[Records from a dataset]

++++++++++

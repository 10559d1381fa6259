//! Mapping of model outputs onto node writes.
//!
//! A [`Model`] borrows a [`Connector`] and turns a [`Message`] plus a
//! [`Target`] into indexed writes:
//!
//! | Message | Target | Result |
//! |---------|--------|--------|
//! | scalar | one index | one write |
//! | sequence of N | N indices | N concurrent writes, awaited together |
//! | sequence of N | M != N indices | `LengthMismatch`, no writes |
//! | anything | unspecified | `InvalidArity`, no writes |
//!
//! All shape and index checks happen before the first write is issued.
//! Batch writes are not transactional: when some fail, the ones that
//! succeeded stay written and the error lists the failed indices.

use std::collections::HashSet;

use futures_util::future::join_all;
use tracing::{debug, warn};

use crate::client::OpcUaClient;
use crate::connector::Connector;
use crate::error::{BridgeError, Result};
use crate::value::{Message, Target, Variant};

/// Application model whose outputs are written to OPC UA nodes.
///
/// The name is only used for labelling and logs.
pub struct Model<'c, C> {
    name: String,
    connector: Option<&'c Connector<C>>,
}

impl<'c, C: OpcUaClient> Model<'c, C> {
    /// Creates a model, optionally attached to a connector.
    ///
    /// Without a connector every [`Model::send`] fails with `NoConnector`.
    pub fn new(name: impl Into<String>, connector: Option<&'c Connector<C>>) -> Self {
        Self {
            name: name.into(),
            connector,
        }
    }

    /// Creates a model attached to `connector`.
    pub fn attached(name: impl Into<String>, connector: &'c Connector<C>) -> Self {
        Self::new(name, Some(connector))
    }

    /// Creates a model with no connector.
    pub fn detached(name: impl Into<String>) -> Self {
        Self::new(name, None)
    }

    /// Sends `message` to the node(s) in `target`.
    ///
    /// A scalar goes to a single index. A sequence goes pairwise to an
    /// equally long list of indices; the writes run concurrently and this
    /// call returns once every one of them has settled.
    ///
    /// # Errors
    ///
    /// Returns an error if:
    /// - the model has no connector (`NoConnector`)
    /// - `target` is unspecified or its shape does not match the message
    ///   (`InvalidArity`)
    /// - value and index counts differ (`LengthMismatch`)
    /// - an index is out of range or repeated (`IndexOutOfRange`,
    ///   `DuplicateIndex`)
    /// - the connector is not connected (`NotConnected`)
    /// - a single write fails (`RemoteWriteFailure`) or any write of a batch
    ///   fails (`BatchFailure`)
    ///
    /// # Example
    ///
    /// ```
    /// use opcua_bridge::{Connector, ConnectorConfig, MemoryClient, Model};
    ///
    /// # let rt = tokio::runtime::Builder::new_current_thread().enable_all().build().unwrap();
    /// # rt.block_on(async {
    /// let client = MemoryClient::new().with_node("ns=2;i=2", 0).with_node("ns=2;i=4", 0);
    /// let config = ConnectorConfig::new("opc.tcp://localhost:4840")?
    ///     .with_nodes(["ns=2;i=2", "ns=2;i=4"])?;
    /// let mut connector = Connector::with_client(client, config);
    /// assert!(connector.connect().await);
    ///
    /// let model = Model::attached("CC", &connector);
    /// model.send(vec![100, 200], [0, 1]).await?;
    /// model.send(7, 1).await?;
    ///
    /// assert_eq!(connector.read_value(1).await?.as_i64(), Some(7));
    /// # Ok::<(), opcua_bridge::BridgeError>(())
    /// # }).unwrap();
    /// ```
    pub async fn send(&self, message: impl Into<Message>, target: impl Into<Target>) -> Result<()> {
        let connector = self.connector.ok_or_else(|| BridgeError::NoConnector {
            model: self.name.clone(),
        })?;

        match (message.into(), target.into()) {
            (_, Target::Unspecified) => Err(BridgeError::invalid_arity(
                "send",
                "an explicit node index",
                Target::Unspecified.describe(),
            )),
            (Message::Scalar(value), Target::Index(index)) => {
                debug!(model = %self.name, index, %value, "sending value");
                connector.write_value(index, value).await
            }
            (Message::Sequence(values), Target::Indices(indices)) => {
                self.send_batch(connector, values, indices).await
            }
            (message, target) => Err(BridgeError::invalid_arity(
                "send",
                "a scalar with one index, or a sequence with a sequence of indices",
                format!("{} with {}", message.describe(), target.describe()),
            )),
        }
    }

    async fn send_batch(
        &self,
        connector: &Connector<C>,
        values: Vec<Variant>,
        indices: Vec<usize>,
    ) -> Result<()> {
        if values.len() != indices.len() {
            return Err(BridgeError::LengthMismatch {
                values: values.len(),
                indices: indices.len(),
            });
        }

        let len = connector.len();
        let mut seen = HashSet::with_capacity(indices.len());
        for &index in &indices {
            if index >= len {
                return Err(BridgeError::IndexOutOfRange {
                    operation: "send",
                    index,
                    len,
                });
            }
            if !seen.insert(index) {
                return Err(BridgeError::DuplicateIndex { index });
            }
        }
        if !connector.is_connected() {
            return Err(BridgeError::NotConnected { operation: "send" });
        }

        debug!(model = %self.name, writes = indices.len(), "sending batch");
        let writes = values
            .into_iter()
            .zip(indices)
            .map(|(value, index)| connector.write_value(index, value));

        let failures: Vec<BridgeError> = join_all(writes)
            .await
            .into_iter()
            .filter_map(|outcome| outcome.err())
            .collect();

        if failures.is_empty() {
            return Ok(());
        }
        let err = BridgeError::BatchFailure { failures };
        warn!(model = %self.name, failed = ?err.failed_indices(), "batch write incomplete");
        Err(err)
    }

    /// Sends a coordinate pair to two nodes.
    ///
    /// # Errors
    ///
    /// `InvalidArity` unless `coordinate` is a sequence of exactly two values
    /// and `indices` holds exactly two indices; otherwise as [`Model::send`].
    pub async fn send_coord(
        &self,
        coordinate: impl Into<Message>,
        indices: impl Into<Target>,
    ) -> Result<()> {
        let coordinate = coordinate.into();
        let indices = indices.into();

        if !matches!(&coordinate, Message::Sequence(values) if values.len() == 2) {
            return Err(BridgeError::invalid_arity(
                "send coordinate",
                "a sequence of 2 values",
                coordinate.describe(),
            ));
        }
        if !matches!(&indices, Target::Indices(i) if i.len() == 2) {
            return Err(BridgeError::invalid_arity(
                "send coordinate",
                "a sequence of 2 indices",
                indices.describe(),
            ));
        }
        self.send(coordinate, indices).await
    }

    /// Returns the model name.
    pub fn name(&self) -> &str {
        &self.name
    }

    /// Returns the attached connector, if any.
    pub fn connector(&self) -> Option<&'c Connector<C>> {
        self.connector
    }
}

impl<C> std::fmt::Debug for Model<'_, C> {
    fn fmt(&self, f: &mut std::fmt::Formatter<'_>) -> std::fmt::Result {
        f.debug_struct("Model")
            .field("name", &self.name)
            .field("connector", &self.connector.map(|c| c.endpoint().as_str()))
            .finish()
    }
}
//! Error types for the bridge.
//!
//! Every failure names the operation it belongs to and, where one exists,
//! the node index or identifier it concerns. Precondition failures
//! ([`BridgeError::NotConnected`], [`BridgeError::IndexOutOfRange`],
//! [`BridgeError::LengthMismatch`], [`BridgeError::InvalidArity`],
//! [`BridgeError::DuplicateIndex`], [`BridgeError::NoConnector`]) are always
//! returned before any call reaches the OPC UA client.

use std::io;
use thiserror::Error;

use crate::client::ClientError;

/// Result type alias for bridge operations.
pub type Result<T> = std::result::Result<T, BridgeError>;

/// Errors that can occur while synchronizing values with an OPC UA server.
#[derive(Debug, Error)]
pub enum BridgeError {
    /// Session establishment or teardown failed.
    #[error("Connection failure on {endpoint}: {reason}")]
    ConnectionFailure {
        /// Endpoint the session was opened against.
        endpoint: String,
        /// Description of what went wrong.
        reason: String,
    },

    /// An operation needing an active session ran before `connect` succeeded
    /// or after `disconnect`.
    #[error("Not connected: cannot {operation}")]
    NotConnected {
        /// Operation that was attempted.
        operation: &'static str,
    },

    /// A node index has no corresponding node identifier.
    #[error("Index out of range in {operation}: index {index}, node count {len}")]
    IndexOutOfRange {
        /// Operation that was attempted.
        operation: &'static str,
        /// Requested index.
        index: usize,
        /// Number of configured nodes.
        len: usize,
    },

    /// Value and index sequences have different lengths.
    #[error("Length mismatch: {values} values for {indices} indices")]
    LengthMismatch {
        /// Number of values supplied.
        values: usize,
        /// Number of indices supplied.
        indices: usize,
    },

    /// Wrong number or shape of values/indices for an operation.
    #[error("Invalid arity in {operation}: expected {expected}, found {found}")]
    InvalidArity {
        /// Operation that was attempted.
        operation: &'static str,
        /// Description of the expected shape.
        expected: String,
        /// Description of what was supplied.
        found: String,
    },

    /// The same node index appears more than once in one batch.
    #[error("Duplicate index {index} in batch write")]
    DuplicateIndex {
        /// Repeated index.
        index: usize,
    },

    /// A model attempted I/O without a connector.
    #[error("Model '{model}' has no connector")]
    NoConnector {
        /// Name of the model.
        model: String,
    },

    /// The client rejected a read on a resolved, in-range node.
    #[error("Read of node {node} (index {index}) failed: {source}")]
    RemoteReadFailure {
        /// Node index.
        index: usize,
        /// Node identifier.
        node: String,
        /// Underlying client error.
        #[source]
        source: ClientError,
    },

    /// The client rejected a write on a resolved, in-range node.
    #[error("Write to node {node} (index {index}) failed: {source}")]
    RemoteWriteFailure {
        /// Node index.
        index: usize,
        /// Node identifier.
        node: String,
        /// Underlying client error.
        #[source]
        source: ClientError,
    },

    /// One or more writes of a concurrent batch failed.
    ///
    /// Writes that succeeded are not rolled back.
    #[error("Batch write failed for {}", summarize(failures))]
    BatchFailure {
        /// The individual failures, in launch order.
        failures: Vec<BridgeError>,
    },

    /// Invalid configuration value.
    #[error("Invalid config '{parameter}': {reason}")]
    InvalidConfig {
        /// Name of the offending parameter.
        parameter: String,
        /// Why it was rejected.
        reason: String,
    },

    /// The output payload document could not be interpreted.
    #[error("Invalid payload: {reason}")]
    Payload {
        /// Description of the problem.
        reason: String,
    },

    /// JSON (de)serialization error.
    #[error("JSON error: {0}")]
    Json(#[from] serde_json::Error),

    /// I/O error while reading or writing a payload file.
    #[error("I/O error: {0}")]
    Io(#[from] io::Error),
}

fn summarize(failures: &[BridgeError]) -> String {
    failures
        .iter()
        .map(|f| match f.index() {
            Some(index) => format!("index {index}"),
            None => f.to_string(),
        })
        .collect::<Vec<_>>()
        .join(", ")
}

impl BridgeError {
    /// Creates a new `ConnectionFailure` error.
    ///
    /// # Example
    ///
    /// ```
    /// use opcua_bridge::BridgeError;
    ///
    /// let err = BridgeError::connection_failure("opc.tcp://localhost:4840", "refused");
    /// assert!(err.to_string().contains("opc.tcp://localhost:4840"));
    /// ```
    pub fn connection_failure(endpoint: impl Into<String>, reason: impl Into<String>) -> Self {
        Self::ConnectionFailure {
            endpoint: endpoint.into(),
            reason: reason.into(),
        }
    }

    /// Creates a new `InvalidArity` error.
    pub fn invalid_arity(
        operation: &'static str,
        expected: impl Into<String>,
        found: impl Into<String>,
    ) -> Self {
        Self::InvalidArity {
            operation,
            expected: expected.into(),
            found: found.into(),
        }
    }

    /// Creates a new `InvalidConfig` error.
    ///
    /// # Example
    ///
    /// ```
    /// use opcua_bridge::BridgeError;
    ///
    /// let err = BridgeError::invalid_config("endpoint", "must not be empty");
    /// ```
    pub fn invalid_config(parameter: impl Into<String>, reason: impl Into<String>) -> Self {
        Self::InvalidConfig {
            parameter: parameter.into(),
            reason: reason.into(),
        }
    }

    /// Creates a new `Payload` error.
    pub fn payload(reason: impl Into<String>) -> Self {
        Self::Payload {
            reason: reason.into(),
        }
    }

    /// Returns the node index this error concerns, if any.
    pub fn index(&self) -> Option<usize> {
        match self {
            Self::IndexOutOfRange { index, .. }
            | Self::DuplicateIndex { index }
            | Self::RemoteReadFailure { index, .. }
            | Self::RemoteWriteFailure { index, .. } => Some(*index),
            _ => None,
        }
    }

    /// Returns the indices that failed in a `BatchFailure`, in launch order.
    ///
    /// Empty for every other variant.
    pub fn failed_indices(&self) -> Vec<usize> {
        match self {
            Self::BatchFailure { failures } => failures.iter().filter_map(Self::index).collect(),
            _ => Vec::new(),
        }
    }
}

#[cfg(test)]
mod tests {
    use super::*;

    #[test]
    fn test_connection_failure_display() {
        let err = BridgeError::connection_failure("opc.tcp://localhost:4840", "refused");
        assert_eq!(
            err.to_string(),
            "Connection failure on opc.tcp://localhost:4840: refused"
        );
    }

    #[test]
    fn test_index_out_of_range_display() {
        let err = BridgeError::IndexOutOfRange {
            operation: "read value",
            index: 5,
            len: 2,
        };
        assert_eq!(
            err.to_string(),
            "Index out of range in read value: index 5, node count 2"
        );
        assert_eq!(err.index(), Some(5));
    }

    #[test]
    fn test_remote_write_failure_names_node() {
        let err = BridgeError::RemoteWriteFailure {
            index: 1,
            node: "ns=2;i=4".to_string(),
            source: ClientError::rejected("BadNotWritable"),
        };
        assert_eq!(
            err.to_string(),
            "Write to node ns=2;i=4 (index 1) failed: Request rejected: BadNotWritable"
        );
    }

    #[test]
    fn test_batch_failure_lists_indices() {
        let err = BridgeError::BatchFailure {
            failures: vec![
                BridgeError::RemoteWriteFailure {
                    index: 0,
                    node: "a".to_string(),
                    source: ClientError::Timeout,
                },
                BridgeError::RemoteWriteFailure {
                    index: 2,
                    node: "c".to_string(),
                    source: ClientError::Timeout,
                },
            ],
        };
        assert_eq!(err.failed_indices(), vec![0, 2]);
        assert_eq!(err.to_string(), "Batch write failed for index 0, index 2");
    }

    #[test]
    fn test_failed_indices_empty_for_other_variants() {
        let err = BridgeError::NoConnector {
            model: "CC".to_string(),
        };
        assert!(err.failed_indices().is_empty());
        assert_eq!(err.to_string(), "Model 'CC' has no connector");
    }
}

++++++++++

Required action
Find every line of the data that holds the string "order", then say how many there are and nothing else.

Completed exercise
2